Cheers...................Sean

----------


## rhancock

Lethal looking, maybe, but not all that sharp or pointy, really.  Most of my screwdrivers are more dangerous.  Of course if you stood on the cat while you're wearing them, you'd do some damage, so maybe they should have a warning on them: "Do not stand on pets while wearing spiky shoes" 
If I see some, I'll buy you a pair!  Actually I saw some in an op shop recently.

----------


## Geoff Dean

I had a pair that I have just thrown out...I found them fairly useless. 
They didn't stay on no matter what I tried and I found that I was getting stuck in the ground when I walked and would then try to either pull of my feet or trip me up. 
I ended up hiring a lawn aerator for a half day and found this to be a far better option.

----------


## rhancock

I sympathise! I bought mine 3 years ago, and using them with the straps supplied was hopeless. Graham Ross had a pair on Better homes and gardens last week, and his fell off straight away!  
So I've screwed mine to an old pair of sandals and they're just about usuable. I also found spraying them with lubricant helped too. Also try walk on a wet lawn, unless you've got heavy clay. In which case you will need more than a $ 30 pair of spikes! 
The aerators you hire are certainly the best option if you can justify the cost. Kennards hire have one for $34 for 4 hours, so once a year its not too bad. 
Or you could buy this one. 
And if you really want the spikes, here they are.

----------


## rhancock

or you could buy an ex hire one like this. 
But if I were buying one (which I might, next time I have to lay a lawn), I'd buy this one.  Here's the manufacturers page.

----------


## Sir Stinkalot

I think it would be fair to say that the spiked shoes were useless as sold off the shelf. After about 5 minutes I gave up on the straps and bolted the bases onto a pair of old Doc Martins (now very expensive aerating shoes). 
The first pair that I bought from B were impossible to get the spikes installed with the nylon nuts that they provided. I snapped a number of the spikes as it was impossible to get them to tighten. In the end I gave up and purchased regular nuts which seem to have worked ..... 
Looking back now it would appear that I have needed to replace much of the original purchase to make it fit for purpose ..... no wonder they don't sell them any more.

----------


## Speed80

I airate my lawn every year as i live at the base of teh hills and I have a small amount of clay in my soil.
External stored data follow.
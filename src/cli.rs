use clap::{Parser, Subcommand};
use clap_complete::Shell;
use std::path::PathBuf;

#[derive(Parser, Debug)]
#[command(author, version, about = "WBC stats chart backend")]
pub struct Cli {
    /// Command
    #[clap(subcommand)]
    pub command: Command,
}

#[derive(Subcommand, Debug, Clone, PartialEq)]
#[clap(rename_all = "lower_case")]
pub enum Command {
    /// Start the backend server
    Serve {
        /// Port number (optional, defaults to 3000)
        #[arg(short, long)]
        port: Option<u16>,
        /// Directory holding pools.json, teams.json, ...
        #[arg(short, long)]
        data_dir: Option<PathBuf>,
    },
    /// Print the render plan of a page (home, pool <key>, player <id>)
    Render {
        page: String,
        key: Option<String>,
        /// Only keep plots of this chart kind
        #[arg(short, long)]
        kind: Option<String>,
        #[arg(short, long)]
        data_dir: Option<PathBuf>,
    },
    /// Predict a head-to-head matchup
    Predict {
        team_a: String,
        team_b: String,
        #[arg(short, long)]
        data_dir: Option<PathBuf>,
    },
    /// Generate shell completions
    Completions {
        shell: Shell,
    },
}

#[cfg(test)]
mod tests {
    use super::*;

    #[test]
    fn test_serve_port_is_optional() {
        let cli = Cli::try_parse_from(["wbc_stats", "serve"]).unwrap();
        assert_eq!(cli.command, Command::Serve { port: None, data_dir: None });

        let cli = Cli::try_parse_from(["wbc_stats", "serve", "--port", "8080"]).unwrap();
        assert_eq!(cli.command, Command::Serve { port: Some(8080), data_dir: None });
    }
}
use chrono::NaiveDate;
use std::collections::HashMap;

/// Fixed world-ranking reference table keyed by canonical country name.
///
/// Only countries present here are drawn on the map.
#[derive(Debug, Clone, PartialEq)]
pub struct RankTable {
    as_of: Option<NaiveDate>,
    ranks: HashMap<String, u32>,
}

impl RankTable {
    pub fn new<I, K>(as_of: Option<NaiveDate>, entries: I) -> Self
    where
        I: IntoIterator<Item = (K, u32)>,
        K: Into<String>,
    {
        Self {
            as_of,
            ranks: entries.into_iter().map(|(k, r)| (k.into(), r)).collect(),
        }
    }

    pub fn rank(&self, country: &str) -> Option<u32> {
        self.ranks.get(country).copied()
    }

    pub fn as_of(&self) -> Option<NaiveDate> {
        self.as_of
    }

    pub fn len(&self) -> usize {
        self.ranks.len()
    }

    pub fn is_empty(&self) -> bool {
        self.ranks.is_empty()
    }
}

/// WBSC men's baseball world ranking, published 2025-11-11
pub fn default_rank_table() -> RankTable {
    RankTable::new(
        NaiveDate::from_ymd_opt(2025, 11, 11),
        [
            ("Japan", 1),
            ("Chinese Taipei", 2),
            ("United States", 3),
            ("Korea", 4),
            ("Venezuela", 5),
            ("Mexico", 6),
            ("Puerto Rico", 7),
            ("Panama", 8),
            ("Cuba", 9),
            ("Netherlands", 10),
            ("Australia", 11),
            ("Dominican Republic", 12),
            ("Colombia", 13),
            ("Italy", 14),
            ("Czech Republic", 15),
            ("Nicaragua", 16),
            ("Great Britain", 19),
            ("Canada", 20),
            ("Israel", 21),
            ("Brazil", 22),
        ],
    )
}
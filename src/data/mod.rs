pub mod loader;

pub use loader::{DataStore, SiteData};
use super::join::{resolve_value, Datasets};
use super::types::{FieldSpec, Series, SeriesPoint};
use crate::config::aliases::AliasMap;
use crate::domain::Entity;

/// One statistic of a single entity, already read from its record.
#[derive(Debug, Clone, PartialEq)]
pub struct StatBar {
    pub label: String,
    pub value: f64,
    pub color: String,
}

impl StatBar {
    pub fn new(label: impl Into<String>, value: f64, color: impl Into<String>) -> Self {
        Self {
            label: label.into(),
            value,
            color: color.into(),
        }
    }
}

/// Comparative series: one per field spec, entities as categories.
///
/// Entities keep their input order and are never dropped; missing data shows
/// up as a zero (or scored-zero) bar. Each series keeps the axis tag of its
/// field spec so rate and ratio style metrics can share one category axis.
pub fn build_bar_series(
    entities: &[Entity],
    datasets: &Datasets,
    fields: &[FieldSpec],
    aliases: &AliasMap,
) -> Vec<Series> {
    fields
        .iter()
        .map(|spec| build_field_series(entities, datasets, spec, aliases))
        .collect()
}

fn build_field_series(
    entities: &[Entity],
    datasets: &Datasets,
    spec: &FieldSpec,
    aliases: &AliasMap,
) -> Series {
    let mut series = Series::new(&spec.label).on_axis(spec.axis);
    for entity in entities {
        let value = resolve_value(datasets, aliases, &entity.name, spec);
        series.push(SeriesPoint::new(&entity.name, value, &spec.color, &entity.name));
    }
    series
}

/// Single-entity series whose categories are stat labels (player page).
pub fn build_stat_bar_series(name: &str, identity: &str, bars: &[StatBar]) -> Series {
    let mut series = Series::new(name);
    for bar in bars {
        let point = SeriesPoint::new(&bar.label, bar.value, &bar.color, identity)
            .with_text(bar.value.to_string());
        series.push(point);
    }
    series
}

#[cfg(test)]
mod tests {
    use super::*;
    use crate::series::join::test_support::{hitting, pitching, record};
    use crate::series::join::Dataset;
    use crate::series::types::Axis;
    use crate::stats::StatRange;
    use serde_json::json;

    fn teams(names: &[&str]) -> Vec<Entity> {
        names.iter().map(|n| Entity::new(*n)).collect()
    }

    #[test]
    fn test_bar_series_follows_entity_order() {
        let datasets = Datasets::new().with("pitching", pitching()).with("hitting", hitting());
        let fields = vec![
            FieldSpec::new("pitching", "ERA", "ERA score")
                .scored(StatRange::lower_is_better(0.0, 10.0))
                .colored("#1f77b4"),
            FieldSpec::new("hitting", "OPS", "OPS score")
                .scored(StatRange::higher_is_better(0.3, 1.0))
                .colored("#ff7f0e"),
        ];
        let aliases = AliasMap::new([("USA", "United States")]);

        let series = build_bar_series(&teams(&["USA", "Japan", "Italy"]), &datasets, &fields, &aliases);

        assert_eq!(series.len(), 2);
        assert_eq!(series[0].labels(), ["USA", "Japan", "Italy"]);
        assert!((series[0].values()[0] - 60.0).abs() < 1e-9);
        assert_eq!(series[0].values()[1..], [75.0, 100.0]);
        assert_eq!(series[1].values()[2], 0.0);
        assert_eq!(series[1].payload(), ["USA", "Japan", "Italy"]);
        assert!(series[1].colors().iter().all(|c| c == "#ff7f0e"));
    }

    #[test]
    fn test_dual_scale_series_keep_axes_and_order() {
        let rows = [
            ("Japan", 2.5, 0.71),
            ("Korea", 3.1, 0.65),
            ("Cuba", 4.0, 0.80),
            ("Mexico", 1.8, 0.90),
        ];
        let records = rows
            .iter()
            .map(|(team, era, ops)| record(json!({"Team": team, "ERA": era, "OPS": ops})))
            .collect();
        let datasets = Datasets::new().with("team", Dataset::new("Team", records));
        let fields = vec![
            FieldSpec::new("team", "ERA", "ERA").on_axis(Axis::Primary),
            FieldSpec::new("team", "OPS", "OPS").on_axis(Axis::Secondary),
        ];
        let entities = teams(&["Japan", "Korea", "Cuba", "Mexico"]);

        let series = build_bar_series(&entities, &datasets, &fields, &AliasMap::default());

        assert_eq!(series[0].axis(), Axis::Primary);
        assert_eq!(series[1].axis(), Axis::Secondary);
        assert_eq!(series[0].values(), [2.5, 3.1, 4.0, 1.8]);
        assert_eq!(series[1].values(), [0.71, 0.65, 0.80, 0.90]);
        assert_eq!(series[1].labels(), series[0].labels());
    }

    #[test]
    fn test_stat_bar_series_carries_identity() {
        let bars = [
            StatBar::new("WHIP", 1.12, "#ff7f0e"),
            StatBar::new("ERA", 3.0, "#d62728"),
        ];
        let series = build_stat_bar_series("Pitching", "p7", &bars);

        assert_eq!(series.payload(), ["p7", "p7"]);
        assert_eq!(series.text()[1].as_deref(), Some("3"));
    }
}
use anyhow::Context as _;
use thiserror::Error;

use crate::chart::ChartKind;

/// Errors raised while turning data into charts or pages.
#[derive(Debug, Error, Clone, PartialEq)]
pub enum ChartError {
    #[error("unknown chart kind: {0}")]
    UnknownKind(String),
    #[error("unknown page: {0}")]
    UnknownPage(String),
    #[error("{kind} chart expects exactly {expected} series, got {actual}")]
    SeriesCount {
        kind: ChartKind,
        expected: usize,
        actual: usize,
    },
    #[error("pool not found: {0}")]
    PoolNotFound(String),
    #[error("player not found: {0}")]
    PlayerNotFound(String),
    #[error("{0} page needs a key")]
    MissingPageKey(String),
}

/// Errors of the head-to-head predictor.
#[derive(Debug, Error, Clone, PartialEq)]
pub enum MatchupError {
    #[error("missing team names")]
    MissingTeamNames,
    #[error("team data not found: {0}")]
    TeamNotFound(String),
    #[error("team stats (OPS/ERA) missing for {0}")]
    MissingStats(String),
}

/// Add context to data file load errors
pub fn load_context(key: &str) -> String {
    format!("Failed to load data file: {}", key)
}

/// Add context to parse errors
pub fn parse_context(data_type: &str) -> String {
    format!("Failed to parse {}", data_type)
}

/// Wrap result with parse context
pub fn with_parse_context<T, E>(result: Result<T, E>, data_type: &str) -> anyhow::Result<T>
where
    E: std::error::Error + Send + Sync + 'static,
{
    result.context(parse_context(data_type))
}
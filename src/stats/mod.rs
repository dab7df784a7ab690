pub mod cards;
pub mod coerce;
pub mod matchup;
pub mod normalizer;

pub use cards::{build_stat_cards, StatCard};
pub use coerce::{coerce_field, coerce_number, COERCE_DEFAULT};
pub use matchup::{predict, Prediction};
pub use normalizer::{normalize, scale, Polarity, StatRange};
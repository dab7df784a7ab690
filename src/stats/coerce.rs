use serde_json::Value;

use crate::domain::StatRecord;

/// Value used for anything that cannot be read as a number.
pub const COERCE_DEFAULT: f64 = 0.0;

/// Reads a JSON value as a number.
///
/// Numbers pass through and strings are parsed after trimming. Everything
/// else (unparsable text, null, booleans, containers, non-finite values)
/// becomes [`COERCE_DEFAULT`].
pub fn coerce_number(value: &Value) -> f64 {
    let parsed = match value {
        Value::Number(n) => n.as_f64(),
        Value::String(s) => s.trim().parse::<f64>().ok(),
        _ => None,
    };

    parsed.filter(|v| v.is_finite()).unwrap_or(COERCE_DEFAULT)
}

/// Reads `field` from an optional record, defaulting when either is absent.
pub fn coerce_field(record: Option<&StatRecord>, field: &str) -> f64 {
    record
        .and_then(|r| r.get(field))
        .map(coerce_number)
        .unwrap_or(COERCE_DEFAULT)
}

#[cfg(test)]
mod tests {
    use super::*;
    use serde_json::json;

    #[test]
    fn test_coerce_number_variants() {
        assert_eq!(coerce_number(&json!(3.25)), 3.25);
        assert_eq!(coerce_number(&json!(" 0.812 ")), 0.812);
        assert_eq!(coerce_number(&json!("n/a")), 0.0);
        assert_eq!(coerce_number(&json!(null)), 0.0);
        assert_eq!(coerce_number(&json!(true)), 0.0);
        assert_eq!(coerce_number(&json!("NaN")), 0.0);
        assert_eq!(coerce_number(&json!([1, 2])), 0.0);
    }

    #[test]
    fn test_coerce_field_missing_record_or_field() {
        let record = json!({"Team": "Japan", "ERA": "2.10"});
        let record = record.as_object().unwrap();

        assert_eq!(coerce_field(Some(record), "ERA"), 2.1);
        assert_eq!(coerce_field(Some(record), "WHIP"), 0.0);
        assert_eq!(coerce_field(None, "ERA"), 0.0);
    }
}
I hire a petrol powered airator from Kenards for around $80. 
Once airated I use wetting agent and I find I use less water and fertiliser throughout the year. 
All the best....

----------


## TomDunreedy

ha ha...amusing replies.
Thanks for the eBay link - what are these things? Collectors Items ??? They do look deadly and i do have a cat so I'll make sure i wear them when the cat is outside with me  :Smilie: 
Yeah saw the Kennards hire price which i thought was reasonable but I'm thinking long term and I'd probably aerate the lawn twice a year for life so I went the fork option. I completed it tonight (75 sqm lawn) and I'm quite sore!! But for twice a year it's not life-threatening... 
I did see a aerator roller on eBay for $150...so that might be a good buy!
Still reckon the collector item sandals is the go (moreso as a fashion statement)...and I'll take the tip in screwing them to shoes...and mowing your lawn in them!
Thanks for all the responses - much help.....lets just hope i didn't spike my irrigation!!!

----------


## rhancock

Good luck! and don't run in the spikes on concrete, its like ice skating!

----------


## TomDunreedy

Hi all - thought I'd revisit this thread after an amazing dicovery...
Anyone get those Home Care magazines that get dropped off at your doorstep enticing you to buy some gadget (handy but unneccessary)..?
Well here in Perth it happens.
Anyway, today one was dropped off and you wouldn't believe what I saw in their catalogue.....   :Smilie:

----------


## Arry

> Hi all - thought I'd revisit this thread after an amazing dicovery...
> Anyone get those Home Care magazines that get dropped off at your doorstep enticing you to buy some gadget (handy but unneccessary)..?
> Well here in Perth it happens.
> Anyway, today one was dropped off and you wouldn't believe what I saw in their catalogue.....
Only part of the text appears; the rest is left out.